If you’re looking for another dynamic duo, meet Julian Looman as Detective Max Winter and Elen Rhys and Detective Miranda Blake.  Max is German – Miranda is English – they are part of the police force on this picturesque island, reporting to a colorful character by the name of Ines Villegas, who is chief of police. Miranda doesn’t like her by the way, and she doesn’t like Miranda.

You will soon discover that Max is the cool, frankly gorgeous looking blue-eyed detective, who is rather laid back. Miranda, however, is from the UK and everything about her is procedure this and forensics that when it comes to solving crimes. They are regular go-getters solving murders, and boy do they run a lot chasing the bad guys.

I have watched six episodes so far and am enjoying the tit for tat relationship between the two. Max has a girlfriend, but Miranda has no romantic interest. No doubt, this is going to turn out to be one of those shows where they fall in love, but nobody is going to confess it to the other.  There is humor between the two characters, which keeps the series on the lighter side rather than serious.

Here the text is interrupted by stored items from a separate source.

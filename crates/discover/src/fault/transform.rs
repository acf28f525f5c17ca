//! Selective corruption of successful responses.
//!
//! A transformed response simulates a misbehaving backend while the
//! transport itself still reports success. Corruption decisions are
//! seeded from `(path, stable item id, mode)` through the deterministic
//! hash in [`super::hash`], so the same element is always judged the
//! same way for a fixed response shape.

use std::sync::LazyLock;

use regex::Regex;
use serde_json::{Map, Value, json};
use tracing::debug;

use super::config::{FaultConfig, FaultMode, FaultPick, FaultTargets};
use super::hash::rand01;

static DETAIL_PATH: LazyLock<Regex> =
    LazyLock::new(|| Regex::new(r"^/(movie|tv)/[0-9]+(/credits|/videos)?$").unwrap());

/// Endpoint category a request path resolves to.
#[derive(Debug, Clone, Copy, PartialEq, Eq)]
pub enum FaultTarget {
    Trending,
    NowPlaying,
    Upcoming,
    PopularTv,
    Search,
    Discover,
    Detail,
    Genres,
}

/// Routes a request path to its endpoint category, `None` when the path
/// is not a corruption candidate at all.
pub fn target_from_path(path: &str) -> Option<FaultTarget> {
    if path.starts_with("/trending/movie") {
        return Some(FaultTarget::Trending);
    }
    if path.starts_with("/movie/now_playing") {
        return Some(FaultTarget::NowPlaying);
    }
    if path.starts_with("/movie/upcoming") {
        return Some(FaultTarget::Upcoming);
    }
    if path.starts_with("/tv/popular") {
        return Some(FaultTarget::PopularTv);
    }
    if path.starts_with("/search/movie") {
        return Some(FaultTarget::Search);
    }
    if path.starts_with("/discover/movie") || path.starts_with("/discover/tv") {
        return Some(FaultTarget::Discover);
    }
    if path.starts_with("/genre/movie/list") || path.starts_with("/genre/tv/list") {
        return Some(FaultTarget::Genres);
    }
    if DETAIL_PATH.is_match(path) {
        return Some(FaultTarget::Detail);
    }
    None
}

impl FaultTargets {
    /// Whether the category's opt-in flag is set.
    pub fn allows(&self, target: FaultTarget) -> bool {
        match target {
            FaultTarget::Trending => self.trending,
            FaultTarget::NowPlaying => self.now_playing,
            FaultTarget::Upcoming => self.upcoming,
            FaultTarget::PopularTv => self.popular_tv,
            FaultTarget::Search => self.search,
            FaultTarget::Discover => self.discover,
            FaultTarget::Detail => self.detail,
            FaultTarget::Genres => self.genres,
        }
    }
}

/// Per-item corruption decision. Deterministic for a fixed seed.
pub fn should_corrupt(seed: &str, config: &FaultConfig) -> bool {
    match config.pick {
        FaultPick::All => true,
        FaultPick::Random => rand01(seed) < config.rate,
    }
}

fn corrupt_record(mode: FaultMode, record: &Value) -> Value {
    let Some(obj) = record.as_object() else {
        return record.clone();
    };
    let mut next: Map<String, Value> = obj.clone();
    match mode {
        FaultMode::Off => {}
        FaultMode::Soft => {
            // Type-safe but visibly wrong: blank display fields, zeroed
            // rating, empty genre list.
            next.insert("title".into(), json!(""));
            next.insert("name".into(), json!(""));
            next.insert("poster_path".into(), json!(""));
            next.insert("backdrop_path".into(), json!(""));
            next.insert("overview".into(), json!(""));
            next.insert("vote_average".into(), json!(0));
            next.insert("genre_ids".into(), json!([]));
        }
        FaultMode::Hard => {
            // Deliberate shape violations for defensive-parsing paths.
            next.remove("id");
            next.insert("title".into(), Value::Null);
            next.insert("name".into(), Value::Null);
            next.insert("poster_path".into(), json!(123));
            next.insert("backdrop_path".into(), json!(123));
            next.insert("vote_average".into(), json!("oops"));
            next.insert("genre_ids".into(), json!("not-an-array"));
        }
    }
    Value::Object(next)
}

fn corrupt_genre(mode: FaultMode, genre: &Value) -> Value {
    let Some(obj) = genre.as_object() else {
        return genre.clone();
    };
    let mut next = obj.clone();
    match mode {
        FaultMode::Off => {}
        FaultMode::Soft => {
            next.insert("name".into(), json!(""));
        }
        FaultMode::Hard => {
            next.remove("id");
            next.insert("name".into(), Value::Null);
        }
    }
    Value::Object(next)
}

fn stable_item_id(item: &Value, index: usize) -> String {
    match item.get("id").and_then(Value::as_i64) {
        Some(id) => id.to_string(),
        None => index.to_string(),
    }
}

/// Applies the configured corruption policy to a successful payload.
/// Pure function of its inputs; a no-op unless the mode is on and the
/// path's category is targeted.
pub fn transform(path: &str, payload: Value, config: &FaultConfig) -> Value {
    if config.mode == FaultMode::Off {
        return payload;
    }
    let Some(target) = target_from_path(path) else {
        return payload;
    };
    if !config.targets.allows(target) {
        return payload;
    }

    let mode = config.mode;
    let mut obj = match payload {
        Value::Object(obj) => obj,
        other => return other,
    };

    debug!(path, %mode, ?target, "fault-injecting response");

    if matches!(obj.get("results"), Some(Value::Array(_))) {
        if let Some(Value::Array(results)) = obj.get_mut("results") {
            for (idx, item) in results.iter_mut().enumerate() {
                let seed = format!("{path}|{}|{mode}", stable_item_id(item, idx));
                if should_corrupt(&seed, config) {
                    *item = corrupt_record(mode, item);
                }
            }
        }
        return Value::Object(obj);
    }

    if matches!(obj.get("genres"), Some(Value::Array(_))) {
        if let Some(Value::Array(genres)) = obj.get_mut("genres") {
            for (idx, genre) in genres.iter_mut().enumerate() {
                let seed = format!("{path}|genre|{}|{mode}", stable_item_id(genre, idx));
                if should_corrupt(&seed, config) {
                    *genre = corrupt_genre(mode, genre);
                }
            }
        }
        return Value::Object(obj);
    }

    let seed = format!("{path}|object|{mode}");
    if should_corrupt(&seed, config) {
        corrupt_record(mode, &Value::Object(obj))
    } else {
        Value::Object(obj)
    }
}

The murder mysteries are not too long since each episode runs for 45-minutes. The storylines are pretty good, and I haven’t come across any rehashed tropes to bore me. There are a variety of actors from European countries which gives it a good blend of talent.

So, head over to BritBox to get lost in Julian Looman’s blue eyes.  Unfortunately, the poster for the show doesn’t show how blue his eyes really are. I wonder if they are for real or colored contact lenses.  You never know what is genuine these days when it comes to good looks.

Mrs. America (FX 2020)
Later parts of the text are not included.